3 か月も自粛すれば、という期待は空しかったようである。コロナについて多くの研究がなされ、私たちも少しは利口になった。しかし肝心のワクチンの見通しが立たない以上、忍耐強く戦いを継続するしかない。しかも、更に邪悪な新々コロナの誕生が避けられないことも歴史が教えてくれる。

まさに「コロナ共存時代」の幕開けである。

疲労困憊しておられる医療関係者には、心からのエールを送る以外にお手伝いできることはないけれど、私たちシニアがなすべきは、長年の智恵を活かして未来を考え構想することであろう。不幸にしてコロナに捕まれれば重症 化を免れない私たちは、「三密」を避ける行動でわが身を守りつつ、頭を使うことで貢献したいと思う。深刻な状況の中で未来を拓くために、コロナ騒ぎで良かったことを探すことから始めたい。テレワークが進み始めたが、国際比較をすれば我が国の導入遅れは歴然としており、国際競争力のためにも全力で拡大すべきテーマである。鉄道事業にすれば、通勤客の減少を招くから痛し痒しだが、コロナと共存するためにも、本格的に満員電車から脱皮する機会ととらえたい。さらにテレワークは、長年実行できなかった地方分散を後押しすることに繋がる。マスコミ報 道によれば、故郷復帰を考える人々が増加しているとのこと。東京一極集中の危うさはコロナ 禍 でも実証されたし、再び地方分散に光があたるよう街づくり専門家の智恵に期待したい。もう一つ、今の段階で気が付いて良かったのは非常時の医療体制の脆弱さである。私たちは皆保険で、気安く病院通いをしている。その一方で、医療費の増大は深刻であり、病院は採算性の重視と効率化が求められてきた。つまり、ただでさえ忙しい平常時の医療体制では、パンデミックに対応出来ないことがはっきりしたわけである。コロナ共存に向け解決すべき最重要課題と思う。

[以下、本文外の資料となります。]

// Use modules from the library crate
use wasmstow::{emit, logging, naming, overlay, pragma, preprocess, resolve, session};

use anyhow::{Context, Result};
use clap::{Args, Parser, Subcommand};
use std::fs;
use std::path::{Path, PathBuf};

use emit::staged::{StagedTreeRequest, emit_staged_tree};
use emit::{CONDITION_ALWAYS, ComponentEmitter, ComponentRequest, component_fragment};
use pragma::PragmaContext;
use resolve::{ModuleReader, WasmModuleReader};
use session::{Session, SessionStore};

#[derive(Parser)]
#[command(
    name = "wasmstow",
    about = "Resolves WebAssembly component dependency closures and emits installer package fragments",
    version
)]
struct Cli {
    /// Per-build output directory: session location and long-path cache root
    ///
    /// The surrounding build passes the same directory to every invocation so
    /// uniqueness tracking carries across source units.
    #[arg(long, global = true, default_value = "pkgout", value_name = "DIR")]
    out_dir: PathBuf,

    /// Write fragments to a file instead of stdout
    #[arg(long, short = 'o', global = true, value_name = "FILE")]
    output: Option<PathBuf>,

    #[command(subcommand)]
    command: Command,
}

#[derive(Subcommand)]
enum Command {
    /// Emit component fragments for modules and staged trees
    Components {
        #[command(subcommand)]
        command: ComponentsCommand,
    },

    /// Emit structural markup derived from on-disk trees
    Build {
        #[command(subcommand)]
        command: BuildCommand,
    },

    /// Expand <?stow prefix.name args?> directives in a source document
    ///
    /// This is the per-unit entry point used by the host build. Directives
    /// the tool does not recognize pass through untouched; failures inside a
    /// directive become inline <?error ...?> markers.
    Preprocess {
        /// Source document to expand
        source: PathBuf,
    },
}

#[derive(Subcommand)]
enum BuildCommand {
    /// Nested directory markup mirroring a directory tree
    ///
    /// Each directory id is the prefix plus the path from the target,
    /// sanitized, underscore-separated and upper case.
    Directories {
        /// Directory tree to mirror
        path: PathBuf,

        /// Identifier prefix for every emitted directory id
        #[arg(long, value_name = "PREFIX", default_value = "")]
        with_prefix: String,
    },
}

#[derive(Subcommand)]
enum ComponentsCommand {
    /// Dependency components; already-seen dependencies become copy fragments
    AllDeps(ComponentArgs),

    /// Dependency components; already-seen dependencies are suppressed
    UniqueDeps(ComponentArgs),

    /// The module and its dependencies; duplicates become copy fragments
    TargetWithAllDeps(ComponentArgs),

    /// The module and its not-yet-seen dependencies
    TargetWithUniqueDeps(ComponentArgs),

    /// Merge a profile overlay over a module's configuration and emit the
    /// merged file's component
    TransformedConfig {
        /// Module whose configuration is transformed
        module: PathBuf,

        /// Component identifier for the merged configuration file
        #[arg(long, value_name = "ID")]
        with_id: String,

        /// Build profile selecting the overlay file
        #[arg(long = "for", value_name = "PROFILE", default_value = "release")]
        profile: String,

        /// Install-directory token
        #[arg(long = "in", value_name = "DIR")]
        directory: Option<String>,
    },

    /// Components for every file in a staged output tree
    StagedTree {
        /// Staged directory to mirror
        path: PathBuf,

        /// Install directory for files at the top level of the tree
        #[arg(long, value_name = "DIR")]
        root_directory: String,

        /// Prefix shared with the matching directory markup
        #[arg(long, value_name = "PREFIX", default_value = "")]
        in_directories_with_prefix: String,

        /// File extensions to leave out, e.g. ".log;.tmp"
        #[arg(long, value_name = "EXTS", default_value = "")]
        ignore_extensions: String,

        /// Dependency set receiving install paths and identities
        #[arg(long, value_name = "NAME")]
        dependency_set: Option<String>,
    },
}

#[derive(Args)]
struct ComponentArgs {
    /// Module whose references are resolved
    module: PathBuf,

    /// Install-directory token for emitted components
    #[arg(long = "in", value_name = "DIR")]
    directory: Option<String>,

    /// Condition expression attached to each component
    #[arg(long = "if", value_name = "EXPR", default_value = CONDITION_ALWAYS)]
    condition: String,

    /// Dependency set tracking uniqueness across invocations
    #[arg(long, value_name = "NAME")]
    dependency_set: Option<String>,
}

fn main() -> Result<()> {
    // Logging is best-effort; a missing data directory must not block the
    // surrounding build.
    if let Err(err) = logging::init() {
        eprintln!("warning: logging disabled: {err:#}");
    }
    let cli = Cli::parse();
    run(cli)
}

fn run(cli: Cli) -> Result<()> {
    let reader = WasmModuleReader;
    let store = SessionStore::new();
    let mut session = store.load(&cli.out_dir)?;

    let mut out = String::new();
    dispatch(&cli.command, &reader, &cli.out_dir, &mut session, &mut out)?;

    store.save(&cli.out_dir, &mut session)?;

    match &cli.output {
        Some(path) => fs::write(path, &out)
            .with_context(|| format!("failed to write output {}", path.display()))?,
        None => print!("{out}"),
    }
    Ok(())
}

fn dispatch(
    command: &Command,
    reader: &dyn ModuleReader,
    out_dir: &Path,
    session: &mut Session,
    out: &mut String,
) -> Result<()> {
    match command {
        Command::Components { command } => components(command, reader, out_dir, session, out),

        Command::Build {
            command: BuildCommand::Directories { path, with_prefix },
        } => emit::directories::emit_directories(path, with_prefix.trim_end_matches('_'), out),

        Command::Preprocess { source } => {
            let body = fs::read_to_string(source)
                .with_context(|| format!("failed to read source document {}", source.display()))?;
            let mut ctx = PragmaContext {
                reader,
                out_dir,
                session,
            };
            let expanded = preprocess::expand_document(&mut ctx, &body);
            out.push_str(&expanded);
            Ok(())
        }
    }
}

fn components(
    command: &ComponentsCommand,
    reader: &dyn ModuleReader,
    out_dir: &Path,
    session: &mut Session,
    out: &mut String,
) -> Result<()> {
    let (args, copy_duplicates, include_target) = match command {
        ComponentsCommand::AllDeps(args) => (args, true, false),
        ComponentsCommand::UniqueDeps(args) => (args, false, false),
        ComponentsCommand::TargetWithAllDeps(args) => (args, true, true),
        ComponentsCommand::TargetWithUniqueDeps(args) => (args, false, true),

        ComponentsCommand::TransformedConfig {
            module,
            with_id,
            profile,
            directory,
        } => {
            let merged = overlay::transform(module, profile)?;
            out.push_str(&component_fragment(
                directory.as_deref(),
                with_id,
                &naming::new_upper_guid(),
                &format!("file_{with_id}"),
                &merged.to_string_lossy(),
                CONDITION_ALWAYS,
            ));
            return Ok(());
        }

        ComponentsCommand::StagedTree {
            path,
            root_directory,
            in_directories_with_prefix,
            ignore_extensions,
            dependency_set,
        } => {
            let ignore = naming::split_extensions(ignore_extensions);
            let request = StagedTreeRequest {
                target: path,
                root_directory,
                prefix: in_directories_with_prefix.trim_end_matches('_'),
                ignore_extensions: &ignore,
                dependency_set: dependency_set.as_deref(),
            };
            return emit_staged_tree(reader, out_dir, &request, session, out);
        }
    };

    let request = ComponentRequest {
        target: &args.module,
        directory: args.directory.as_deref(),
        condition: &args.condition,
        dependency_set: args.dependency_set.as_deref(),
        copy_duplicates,
        include_target,
    };
    ComponentEmitter::new(reader, out_dir).emit_components(&request, session, out)
}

さて「三密」について。ご存知の方も多いと思うが、「三密」という言葉は、特に空海の真言宗など密教の教えである。たまたまコロナ 禍 で、似て非なる「三密」が登場したことは偶然ながら感慨深いものがある。自粛を余儀なくされる中で、不安が増大するのは致し方ないが、 SNS 中傷が拡大し、医療関係者への差別が顕在化するなどは、コロナ共存時代で最も避けるべき事態であろう。そういう意味で、仏教の「三密」の教えを知っておくのも悪くない。以下、私なりの意訳である。

 

●身密(しんみつ)・・・体と行動について。健康を保ち、他人をおもいやる行動に努める。

●口密(くみつ)・・・言葉と発言について。感謝の気持ちを忘れず、他人を誹謗中傷しない。

●意密(いみつ)・・・心と考えについて。落ち着いて考え、正しい情報を得て正しく判断する。